*AIM OF THE EXERCISE*
Look through the data for the string "variance". Copy every line where it is found.

**** DATA FOR REVIEW ****

/// Summary of one feature profile or score sample.
///
/// ```
/// use hiconet_stats::descriptive::DescriptiveStats;
///
/// let stats = DescriptiveStats::new([5.0, 2.0, 4.0, 1.0, 3.0]).unwrap();
/// assert_eq!((stats.min, stats.max), (1.0, 5.0));
/// assert_eq!(stats.mean, 3.0);
/// assert_eq!(stats.median, 3.0);
/// assert!(!stats.is_constant());
/// ```
#[derive(Debug, Clone)]
pub struct DescriptiveStats {
    pub count: usize,
    pub min: f64,
    pub max: f64,
    pub mean: f64,
    pub median: f64,
    /// Population variance (`n` denominator).
    pub variance: f64,
    pub std_dev: f64,
    /// Sample standard deviation (`n - 1` denominator), `0.0` for a single value.
    pub sample_std_dev: f64,
}

impl DescriptiveStats {
    /// Summarizes `values`, or returns `None` when there are none.
    #[must_use]
    pub fn new<I>(values: I) -> Option<Self>
    where
        I: IntoIterator<Item = f64>,
    {
        let mut sorted = values.into_iter().collect::<Vec<_>>();
        sorted.sort_by(f64::total_cmp);
        Self::from_sorted(&sorted)
    }

    /// Summarizes values already in ascending order.
    ///
    /// # Panics
    ///
    /// Panics if `sorted` is not ascending.
    #[expect(clippy::cast_precision_loss)]
    #[must_use]
    pub fn from_sorted(sorted: &[f64]) -> Option<Self> {
        assert!(
            sorted.is_sorted_by(|a, b| a <= b),
            "summary input must be ascending"
        );
        let (&min, &max) = (sorted.first()?, sorted.last()?);
        let count = sorted.len();
        let n = count as f64;

        let mean = sorted.iter().sum::<f64>() / n;
        let mid = count / 2;
        let median = if count % 2 == 1 {
            sorted[mid]
        } else {
            f64::midpoint(sorted[mid - 1], sorted[mid])
        };
        let squared_dev = sorted.iter().map(|v| (v - mean) * (v - mean)).sum::<f64>();
        let variance = squared_dev / n;
        let sample_std_dev = match count {
            1 => 0.0,
            _ => (squared_dev / (n - 1.0)).sqrt(),
        };

        Some(Self {
            count,
            min,
            max,
            mean,
            median,
            variance,
            std_dev: variance.sqrt(),
            sample_std_dev,
        })
    }

    /// Whether every value is identical, so the sample carries no variance.
    #[must_use]
    pub fn is_constant(&self) -> bool {
        self.max - self.min == 0.0
    }
}

#[cfg(test)]
mod tests {
    use super::*;

    #[test]
    fn test_empty_values() {
        assert!(DescriptiveStats::new(Vec::<f64>::new()).is_none());
    }

    #[test]
    fn test_even_count_median_is_midpoint() {
        let stats = DescriptiveStats::new([4.0, 1.0, 3.0, 2.0]).unwrap();
        assert_eq!(stats.median, 2.5);
        assert_eq!(stats.count, 4);
    }

    #[test]
    fn test_sample_std_dev() {
        let stats = DescriptiveStats::new([2.0, 4.0, 4.0, 4.0, 5.0, 5.0, 7.0, 9.0]).unwrap();
        assert!((stats.std_dev - 2.0).abs() < 1e-12);
        assert!((stats.sample_std_dev - (32.0_f64 / 7.0).sqrt()).abs() < 1e-12);
    }

    #[test]
    fn test_constant_profile() {
        let stats = DescriptiveStats::new([42.0]).unwrap();
        assert_eq!(stats.sample_std_dev, 0.0);
        assert!(stats.is_constant());
        assert!(DescriptiveStats::new([3.5, 3.5, 3.5]).unwrap().is_constant());
    }
}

****

*SOLUTION TO THIS TASK*
    /// Population variance (`n` denominator).
    pub variance: f64,
        let variance = squared_dev / n;
            variance,
            std_dev: variance.sqrt(),
    /// Whether every value is identical, so the sample carries no variance.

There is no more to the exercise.